Reproduce the data below word for word.

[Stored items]
# # # # #

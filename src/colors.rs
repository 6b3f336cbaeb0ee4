//! Packed ARGB8888 color constants.

pub const BLACK: u32 = 0xFF000000;
pub const WHITE: u32 = 0xFFFFFFFF;
pub const RED: u32 = 0xFFFF0000;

# # # # #

■ **SOLUTION FOR THIS PROBLEM**:
filename src/colors.rs
repository 6b3f336cbaeb0ee4
//! Packed ARGB8888 color constants.

pub const BLACK: u32 = 0xFF000000;
pub const WHITE: u32 = 0xFFFFFFFF;
pub const RED: u32 = 0xFFFF0000;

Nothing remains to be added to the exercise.